A biodiverse watershed
The Mariners’ Museum Park is 550 acres of lake and forested land brimming with wonder and diversity. Our very own Chesapeake Bay is considered to be ecologically diverse, and The Mariners’ Museum Park, located right off the James River, is a microcosm of that spectacular diversity. With our most current datasets from a combination of research from local universities, government entities, citizen science efforts, and our own internal data collection, we know the Park has approximately 96 species of trees, 187 bird species, 88 herbaceous and woody plant species, and a plethora of insects, amphibians, reptiles, fungi, and so much more. With more of a focus on the Park in recent years across many Museum departments, there has been a concerted effort to increase programming and informational sessions that pertain to the Park’s living collection and the Park’s history. If you want to learn more about the Park history, watch out for blog posts from Erica Deale, the Park Stewardship Coordinator.

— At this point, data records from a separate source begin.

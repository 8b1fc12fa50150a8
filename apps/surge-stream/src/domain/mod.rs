//! Domain Layer - Core streaming types and state machines.
//!
//! This layer contains the pure types for reply frames and live tick
//! subscriptions. Nothing here performs I/O.

/// Reply frame parsing and reassembly.
pub mod reply;

/// Live tick subscription state machine and identity guard.
pub mod ticks;
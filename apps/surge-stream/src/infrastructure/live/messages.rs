//! Live Tick Wire Types
//!
//! JSON messages sent by the quote socket at `/ws/live/<symbol>`.
//!
//! # Message Types
//!
//! - `Status`: sent once after the handshake
//! - `Tick`: one price sample per poll
//! - `Error`: per-symbol fetch failure; the socket stays open
//!
//! # Wire Format (JSON)
//!
//! ```json
//! {"status": "connected", "tickers": ["AAPL"], "message": "Live price stream started"}
//! {"id": "AAPL", "price": 189.5, "change": 1.25, "changePercent": 0.66,
//!  "currency": "USD", "exchange": "NMS", "market_cap": 2950000000000.0,
//!  "volume": 48213, "timestamp": "2024-05-01T14:30:00.123456"}
//! {"error": "Error fetching AAPL: rate limited"}
//! ```

use rust_decimal::Decimal;
use serde::{Deserialize, Serialize};

use crate::domain::ticks::TickSample;

/// One price sample.
#[derive(Debug, Clone, PartialEq, Serialize, Deserialize)]
pub struct TickMessage {
    /// Symbol the sample belongs to.
    #[serde(default)]
    pub id: Option<String>,

    /// Last traded price.
    pub price: Decimal,

    /// Absolute change against the previous close.
    pub change: Decimal,

    /// Percentage change against the previous close.
    #[serde(rename = "changePercent")]
    pub change_percent: Decimal,

    /// Last traded volume. Sent as an integer or a float.
    #[serde(default)]
    pub volume: Option<serde_json::Number>,

    /// ISO-8601 timestamp, usually without an offset.
    pub timestamp: String,

    /// Quote currency.
    #[serde(default)]
    pub currency: Option<String>,

    /// Listing exchange.
    #[serde(default)]
    pub exchange: Option<String>,

    /// Market capitalisation.
    #[serde(default)]
    pub market_cap: Option<Decimal>,
}

impl TickMessage {
    /// Whether the sample is for `symbol`. Samples without an `id` match.
    #[must_use]
    pub fn is_for(&self, symbol: &str) -> bool {
        self.id
            .as_deref()
            .is_none_or(|id| id.trim().eq_ignore_ascii_case(symbol))
    }

    /// Convert into the domain sample.
    #[must_use]
    pub fn into_sample(self) -> TickSample {
        TickSample {
            price: self.price,
            change: self.change,
            change_percent: self.change_percent,
            volume: self.volume.as_ref().and_then(volume_from_number),
            timestamp: self.timestamp,
            currency: self.currency,
            exchange: self.exchange,
            market_cap: self.market_cap,
        }
    }
}

#[allow(clippy::cast_possible_truncation, clippy::cast_sign_loss)]
fn volume_from_number(n: &serde_json::Number) -> Option<u64> {
    n.as_u64().or_else(|| {
        n.as_f64()
            .filter(|v| v.is_finite() && *v >= 0.0)
            .map(|v| v as u64)
    })
}

/// Handshake acknowledgement.
#[derive(Debug, Clone, PartialEq, Eq, Serialize, Deserialize)]
pub struct StatusMessage {
    /// Connection status, `"connected"` in practice.
    pub status: String,

    /// Symbols the socket will stream.
    #[serde(default)]
    pub tickers: Vec<String>,

    /// Human-readable note.
    #[serde(default)]
    pub message: Option<String>,
}

/// Application error reported on the socket.
#[derive(Debug, Clone, PartialEq, Eq, Serialize, Deserialize)]
pub struct ErrorMessage {
    /// Error description.
    pub error: String,
}

/// Any message the quote socket sends.
#[derive(Debug, Clone, PartialEq)]
pub enum LiveMessage {
    /// Price sample.
    Tick(TickMessage),
    /// Handshake acknowledgement.
    Status(StatusMessage),
    /// Application error.
    Error(ErrorMessage),
}

#[cfg(test)]
mod tests {
    use super::*;
    use test_case::test_case;

    fn tick(json: &str) -> TickMessage {
        serde_json::from_str(json).unwrap()
    }

    #[test]
    fn deserializes_backend_sample() {
        let msg = tick(
            r#"{"id":"AAPL","price":189.5,"change":1.25,"changePercent":0.66,
                "currency":"USD","exchange":"NMS","market_cap":2950000000000.0,
                "volume":48213,"timestamp":"2024-05-01T14:30:00.123456"}"#,
        );

        assert_eq!(msg.id.as_deref(), Some("AAPL"));
        assert_eq!(msg.price, Decimal::new(1895, 1));
        assert_eq!(msg.change_percent, Decimal::new(66, 2));

        let sample = msg.into_sample();
        assert_eq!(sample.volume, Some(48_213));
        assert_eq!(sample.currency.as_deref(), Some("USD"));
        assert!(sample.parsed_timestamp().is_some());
    }

    #[test]
    fn minimal_sample_has_optional_fields_empty() {
        let sample = tick(
            r#"{"price":10,"change":-0.5,"changePercent":-4.76,"timestamp":"2024-05-01T14:30:00"}"#,
        )
        .into_sample();

        assert_eq!(sample.volume, None);
        assert_eq!(sample.market_cap, None);
        assert!(!sample.is_up());
    }

    #[test_case(r#"48213"#, Some(48_213) ; "integer")]
    #[test_case(r#"48213.0"#, Some(48_213) ; "float")]
    #[test_case(r#"null"#, None ; "null")]
    #[test_case(r#"-1"#, None ; "negative")]
    fn volume_variants(raw: &str, expected: Option<u64>) {
        let json = format!(
            r#"{{"price":1,"change":0,"changePercent":0,"volume":{raw},"timestamp":"t"}}"#
        );
        assert_eq!(tick(&json).into_sample().volume, expected);
    }

    #[test_case(Some("AAPL"), "AAPL", true ; "same symbol")]
    #[test_case(Some("aapl"), "AAPL", true ; "case insensitive")]
    #[test_case(Some("MSFT"), "AAPL", false ; "other symbol")]
    #[test_case(None, "AAPL", true ; "no id")]
    fn symbol_matching(id: Option<&str>, symbol: &str, expected: bool) {
        let mut msg =
            tick(r#"{"price":1,"change":0,"changePercent":0,"timestamp":"t"}"#);
        msg.id = id.map(str::to_string);
        assert_eq!(msg.is_for(symbol), expected);
    }
}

Education Department Programs
The Education Department at the Museum has also been building upon the fantastic natural resource of the Park. Since 2018, the Education Department has expanded our Park-focused program offerings along with collaborating with local environmental and citizen science groups in development, implementation, and/or funding. In this blog, I’m just focusing on one of our outdoor programs called Macroinvertebrate Mayhem that was co-developed with the Virginia Institute of Marine Science (VIMS).
If you’re familiar with watershed education in Virginia, then you’ve likely heard of the term “meaningful watershed educational experience,” otherwise known as MWEE. MWEEs are multiple, impactful educational experiences and projects that focus on student investigation, exploration, and experimentation around the Chesapeake Bay watersheds. MWEEs encourage critical thinking and teach important skills including scientific investigation.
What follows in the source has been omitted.